Akademik Veri Yönetim Sistemi
MEDICINAL CHEMISTRY RESEARCH, cilt.31, sa.11, ss.2021-2031, 2022 (SCI-Expanded)
Alzheimer’s disease is a progressive and fatal neurodegenerative disease affecting the elderly population accompanied by a decrease in cholinergic transmission, impairing cognitive functions. Acetylcholine deficiency is important in the development of disease symptoms. Inhibition of acetylcholinesterase, an important enzyme in acetylcholine hydrolysis, is one of the important drug targets to increase acetylcholine levels. In this study, we aimed to develop acetylcholinesterase inhibitor compounds.

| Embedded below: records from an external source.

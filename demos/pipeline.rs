//! End-to-end walk through the bus with simulated collaborators.
//!
//! ```text
//! RUST_LOG=workbus=debug cargo run --example pipeline
//! ```
//!
//! - a slow generator streaming "tokens" (FIFO, interrupted halfway through the second prompt)
//! - a mask previewer flooded with requests (latest-only)
//! - a whitespace token counter (direct)

use std::sync::Arc;
use std::time::Duration;

use async_trait::async_trait;
use tokio_util::sync::CancellationToken;
use tracing::info;
use tracing_subscriber::EnvFilter;
use workbus::workers::generation::{FinishReason, GeneratedText, GenerationKind, GenerationRequest};
use workbus::workers::mask_preview::{MaskArtifact, MaskPreviewKind, MaskRequest};
use workbus::workers::token_count::{TokenCount, TokenCountKind, TokenCountRequest};
use workbus::{
    Collaborator, Config, Event, EventCode, HandlerRef, LoadError, ModelConfig, Payload, Signal,
    WorkError, WorkerSupervisor,
};

struct SlowWriter {
    step: Duration,
}

#[async_trait]
impl Collaborator<GenerationKind> for SlowWriter {
    async fn load(&mut self, config: &ModelConfig) -> Result<(), LoadError> {
        tokio::time::sleep(Duration::from_millis(100)).await;
        info!(model = %config.model, "weights mapped");
        Ok(())
    }

    async fn run(
        &mut self,
        req: GenerationRequest,
        ctx: CancellationToken,
    ) -> Result<GeneratedText, WorkError> {
        let mut text = String::new();
        let words: Vec<&str> = req.prompt.split_whitespace().collect();
        for (n, word) in words.iter().cycle().take(req.max_tokens as usize).enumerate() {
            if ctx.is_cancelled() {
                return Err(WorkError::Canceled);
            }
            tokio::time::sleep(self.step).await;
            text.push_str(word);
            text.push(' ');
            if n + 1 == words.len() * 2 {
                return Ok(GeneratedText {
                    id: req.id,
                    text,
                    tokens: (n + 1) as u32,
                    finish: FinishReason::EndOfText,
                });
            }
        }
        Ok(GeneratedText {
            id: req.id,
            text,
            tokens: req.max_tokens,
            finish: FinishReason::Length,
        })
    }

    async fn unload(&mut self) {}
}

struct Thresholder;

#[async_trait]
impl Collaborator<MaskPreviewKind> for Thresholder {
    async fn load(&mut self, _config: &ModelConfig) -> Result<(), LoadError> {
        Ok(())
    }

    async fn run(
        &mut self,
        req: MaskRequest,
        _ctx: CancellationToken,
    ) -> Result<MaskArtifact, WorkError> {
        tokio::time::sleep(Duration::from_millis(40)).await;
        let mask: Vec<u8> = req.image.iter().map(|&p| if p > 127 { 255 } else { 0 }).collect();
        Ok(MaskArtifact {
            id: req.id,
            width: req.width,
            height: req.height,
            mask: mask.into(),
        })
    }

    async fn unload(&mut self) {}
}

struct Whitespace;

#[async_trait]
impl Collaborator<TokenCountKind> for Whitespace {
    async fn load(&mut self, _config: &ModelConfig) -> Result<(), LoadError> {
        Ok(())
    }

    async fn run(
        &mut self,
        req: TokenCountRequest,
        _ctx: CancellationToken,
    ) -> Result<TokenCount, WorkError> {
        Ok(TokenCount {
            id: req.id,
            tokens: req.text.split_whitespace().count(),
        })
    }

    async fn unload(&mut self) {}
}

struct Console;

impl Console {
    fn on_result(&self, ev: &Event) {
        match ev.payload() {
            Payload::Generated(out) => println!("[{}] {:?} ({} tokens)", ev.code, out.text.trim(), out.tokens),
            Payload::MaskReady(mask) => println!("[{}] mask {}x{} for {}", ev.code, mask.width, mask.height, mask.id),
            Payload::TokensCounted(count) => println!("[{}] {} tokens", ev.code, count.tokens),
            Payload::Cancelled(c) => println!("[{}] {} stopped early", ev.code, c.id),
            Payload::Failed(f) => println!("[{}] {}: {}", ev.code, f.label, f.reason),
            Payload::Loaded(m) => println!("[{}] {} ready", ev.code, m.model),
            other => println!("[{}] {other:?}", ev.code),
        }
    }
}

fn main() -> anyhow::Result<()> {
    tracing_subscriber::fmt()
        .with_env_filter(EnvFilter::try_from_default_env().unwrap_or_else(|_| EnvFilter::new("info")))
        .init();

    let mut cfg = Config::default();
    cfg.grace = Duration::from_secs(2);

    let sup = WorkerSupervisor::builder(cfg)
        .with_generation(Box::new(SlowWriter {
            step: Duration::from_millis(30),
        }))
        .with_mask_preview(Box::new(Thresholder))
        .with_token_count(Box::new(Whitespace))
        .build();
    sup.initialize()?;

    let bus = sup.mediator();
    let console = Arc::new(Console);
    for code in [
        EventCode::Generation(Signal::Loaded),
        EventCode::Generation(Signal::Completed),
        EventCode::Generation(Signal::Cancelled),
        EventCode::Generation(Signal::Failed),
        EventCode::MaskPreview(Signal::Completed),
        EventCode::TokenCount(Signal::Completed),
    ] {
        bus.register(code, HandlerRef::bind(&console, Console::on_result));
    }

    let model = ModelConfig::new("demo-7b", "/models/demo-7b.gguf").with_option("device", "cpu");
    bus.emit(EventCode::Generation(Signal::LoadRequested), Payload::Load(model.clone()));
    bus.emit(EventCode::MaskPreview(Signal::LoadRequested), Payload::Load(model.clone()));
    bus.emit(EventCode::TokenCount(Signal::LoadRequested), Payload::Load(model));

    let prompt = "the quick brown fox";
    bus.emit(
        EventCode::TokenCount(Signal::Requested),
        Payload::TokenCount(TokenCountRequest::new(prompt)),
    );
    bus.emit(
        EventCode::Generation(Signal::Requested),
        Payload::Generation(GenerationRequest::new(prompt)),
    );
    bus.emit(
        EventCode::Generation(Signal::Requested),
        Payload::Generation(GenerationRequest::new("jumps over the lazy dog").with_max_tokens(64)),
    );
    bus.emit(
        EventCode::Generation(Signal::Requested),
        Payload::Generation(GenerationRequest::new("")),
    );

    let image: Arc<[u8]> = (0..=255u8).collect::<Vec<_>>().into();
    for x in 0..10 {
        bus.emit(
            EventCode::MaskPreview(Signal::Requested),
            Payload::MaskPreview(MaskRequest::new(Arc::clone(&image), 16, 16).with_point(x, x, true)),
        );
    }

    // Let the first prompt finish, then interrupt the second one mid-stream.
    std::thread::sleep(Duration::from_millis(450));
    bus.emit(EventCode::InterruptRequested, Payload::Target("generation".into()));
    std::thread::sleep(Duration::from_millis(300));

    for (name, state) in sup.states() {
        info!(worker = name, %state, "before shutdown");
    }
    sup.shutdown()?;
    Ok(())
}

For this, we synthesized compounds 6(a–e) bearing 3(2H)-pyridazinone and 1,2,4-triazole ring structures. We determined the IC50, Ki and inhibition types of N-substituted-(p-methoxyphenyl)pyridazin-3(2H)-one derivatives that we synthesized and elucidated their structures. The compound with the best AChE activity was compound 6b (Ki = 3.73 ± 0.9 nM) with the p-methylphenyl group it carried and showed competitive inhibition. Kinetic study was also performed for the compounds with the highest BChE 6a (Ki = 0.95 ± 0.16 nM) inhibitory activities. Molecular docking studies have shown that the p-methylphenyl group is indeed active in the hinge region of the AChE crystal structure as a result of experimental activity. In addition, the best free binding energy (ΔGBind), docking score and Glide score values were determined by examining the interactions with AChE crystal structure for compound 6b and with BChE crystal structure for 6a in silico approaches.